> _DATASET EXTRACT_

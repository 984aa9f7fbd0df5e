use crate::init_tracing;
use crate::samples::{IPV4_TCP_PADDED_ETHERNET, IPV6_TCP_ETHERNET};
use layerwise_core::{parse, Error, LinkLayer};
use layerwise_packet::error::Error as PacketError;
use layerwise_packet::ipv4::Ipv4Packet;
use layerwise_packet::tcp::{TcpFlags, TcpPacket};
use layerwise_packet::LayerKind;
use std::net::Ipv4Addr;

#[test]
fn test_tcp_over_ipv6() -> anyhow::Result<()> {
    init_tracing();
    let packet = parse(LinkLayer::Ethernet, IPV6_TCP_ETHERNET)?;
    assert_eq!(
        vec![
            LayerKind::Ethernet,
            LayerKind::Ipv6,
            LayerKind::Tcp,
            LayerKind::Raw
        ],
        packet.kinds()
    );
    let tcp = packet.extract::<TcpPacket<'_>>().unwrap();
    assert_eq!(49152, tcp.get_source());
    assert_eq!(80, tcp.get_destination());
    assert_eq!(TcpFlags::PSH | TcpFlags::ACK, tcp.get_flags());
    assert_eq!(32, tcp.header_length());
    let layer = packet.find(LayerKind::Tcp).unwrap();
    assert_eq!(Some(true), layer.is_checksum_valid());
    assert_eq!(Some(0xd01f), layer.calculate_checksum());
    let request = layer.payload().unwrap();
    assert_eq!(
        b"GET / HTTP/1.1\r\nHost: example.com\r\n\r\n",
        request.bytes()
    );
    Ok(())
}

#[test]
fn test_tcp_checksum_idempotence() -> anyhow::Result<()> {
    let mut packet = parse(LinkLayer::Ethernet, IPV6_TCP_ETHERNET.to_vec())?;
    packet
        .extract_mut::<TcpPacket<'_>>()
        .unwrap()
        .set_checksum(0);
    assert_eq!(
        Some(false),
        packet.find(LayerKind::Tcp).unwrap().is_checksum_valid()
    );
    packet.update_calculated_values()?;
    assert_eq!(IPV6_TCP_ETHERNET, packet.bytes());
    Ok(())
}

#[test]
fn test_ethernet_padding_is_a_trailer() -> anyhow::Result<()> {
    let packet = parse(LinkLayer::Ethernet, IPV4_TCP_PADDED_ETHERNET)?;
    assert_eq!(
        vec![LayerKind::Ethernet, LayerKind::Ipv4, LayerKind::Tcp],
        packet.kinds()
    );
    let ethernet = packet.root();
    assert_eq!(46, ethernet.payload_bytes().len());
    assert_eq!(&[0; 6], ethernet.trailer());
    let ipv4 = ethernet.payload().unwrap();
    assert_eq!(14..54, ipv4.span());
    assert_eq!(Some(true), ipv4.is_checksum_valid());
    assert!(ipv4.trailer().is_empty());
    let tcp = ipv4.payload().unwrap();
    assert_eq!(Some(true), tcp.is_checksum_valid());
    assert!(tcp.payload_bytes().is_empty());
    let header = packet.extract::<Ipv4Packet<'_>>().unwrap();
    assert_eq!(Ipv4Addr::new(192, 168, 1, 10), header.get_source());
    assert_eq!(Ipv4Addr::new(192, 168, 1, 20), header.get_destination());
    assert_eq!(40, header.get_total_length());
    Ok(())
}

#[test]
fn test_ipv4_round_trip_after_update() -> anyhow::Result<()> {
    let mut packet = parse(LinkLayer::Ethernet, IPV4_TCP_PADDED_ETHERNET.to_vec())?;
    {
        let mut ipv4 = packet.extract_mut::<Ipv4Packet<'_>>().unwrap();
        ipv4.set_checksum(0);
        ipv4.set_total_length(0);
    }
    packet.extract_mut::<TcpPacket<'_>>().unwrap().set_checksum(0);
    packet.update_calculated_values()?;
    assert_eq!(IPV4_TCP_PADDED_ETHERNET, packet.bytes());
    Ok(())
}

#[test]
fn test_ipv4_header_length_too_short() {
    let mut buf = IPV4_TCP_PADDED_ETHERNET.to_vec();
    buf[14] = 0x44;
    let err = parse(LinkLayer::Ethernet, buf).unwrap_err();
    assert_eq!(
        Error::PacketError(PacketError::LengthInconsistency {
            protocol: String::from("Ipv4"),
            declared: 16,
            available: 20,
        }),
        err
    );
}

#[test]
fn test_tcp_data_offset_too_short() {
    let mut buf = IPV4_TCP_PADDED_ETHERNET.to_vec();
    buf[46] = 0x40;
    let err = parse(LinkLayer::Ethernet, buf).unwrap_err();
    assert_eq!(
        Error::PacketError(PacketError::LengthInconsistency {
            protocol: String::from("Tcp"),
            declared: 16,
            available: 20,
        }),
        err
    );
}

#[test]
fn test_ipv4_fragment_is_not_dissected() -> anyhow::Result<()> {
    let mut buf = IPV4_TCP_PADDED_ETHERNET.to_vec();
    // set the more fragments flag in place of don't fragment
    buf[20] = 0x20;
    let packet = parse(LinkLayer::Ethernet, buf)?;
    assert_eq!(
        vec![LayerKind::Ethernet, LayerKind::Ipv4, LayerKind::Raw],
        packet.kinds()
    );
    let ipv4 = packet.root().payload().unwrap();
    assert_eq!(Some(false), ipv4.is_checksum_valid());
    Ok(())
}
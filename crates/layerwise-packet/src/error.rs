use thiserror::Error;

/// A packet error result.
pub type Result<T> = std::result::Result<T, Error>;

/// A packet error.
#[derive(Error, Debug, Eq, PartialEq)]
pub enum Error {
    /// Attempting to create a packet with an insufficient buffer size.
    #[error("insufficient buffer for {0} packet, minimum={1}, provided={2}")]
    InsufficientPacketBuffer(String, usize, usize),
    /// A read, write or slice would cross the bounds of a view.
    #[error("out of range access of {length} bytes at offset {offset}, view length={bound}")]
    OutOfRange {
        offset: usize,
        length: usize,
        bound: usize,
    },
    /// A bit field access with a width outside of `1..=64`.
    #[error("invalid bit field width {0}")]
    InvalidBitWidth(usize),
    /// A write through a read-only view.
    #[error("write operation called on readonly buffer")]
    ReadOnlyBuffer,
    /// A declared length field disagrees with the bytes available.
    #[error(
        "inconsistent length for {protocol} packet, declared={declared}, available={available}"
    )]
    LengthInconsistency {
        protocol: String,
        declared: usize,
        available: usize,
    },
    /// The IPv6 extension header chain is longer than allowed.
    #[error("too many extension headers, limit={0}")]
    TooManyExtensionHeaders(usize),
    /// A Wake-on-LAN password which is not 0, 4 or 6 bytes long.
    #[error("invalid wake-on-lan password length {0}, expected 0, 4 or 6")]
    InvalidPasswordLength(usize),
    /// A MAC address which could not be parsed.
    #[error("invalid mac address: {0}")]
    InvalidMacAddr(String),
}

impl Error {
    pub(crate) fn length_inconsistency(protocol: &str, declared: usize, available: usize) -> Self {
        Self::LengthInconsistency {
            protocol: String::from(protocol),
            declared,
            available,
        }
    }
}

> _WHAT THE TASK ASKS_
Identify the lines of the entries containing the string "anyhow". Copy each such line.

> _EXPECTED ANSWER_
fn test_tcp_over_ipv6() -> anyhow::Result<()> {
fn test_tcp_checksum_idempotence() -> anyhow::Result<()> {
fn test_ethernet_padding_is_a_trailer() -> anyhow::Result<()> {
fn test_ipv4_round_trip_after_update() -> anyhow::Result<()> {
fn test_ipv4_fragment_is_not_dissected() -> anyhow::Result<()> {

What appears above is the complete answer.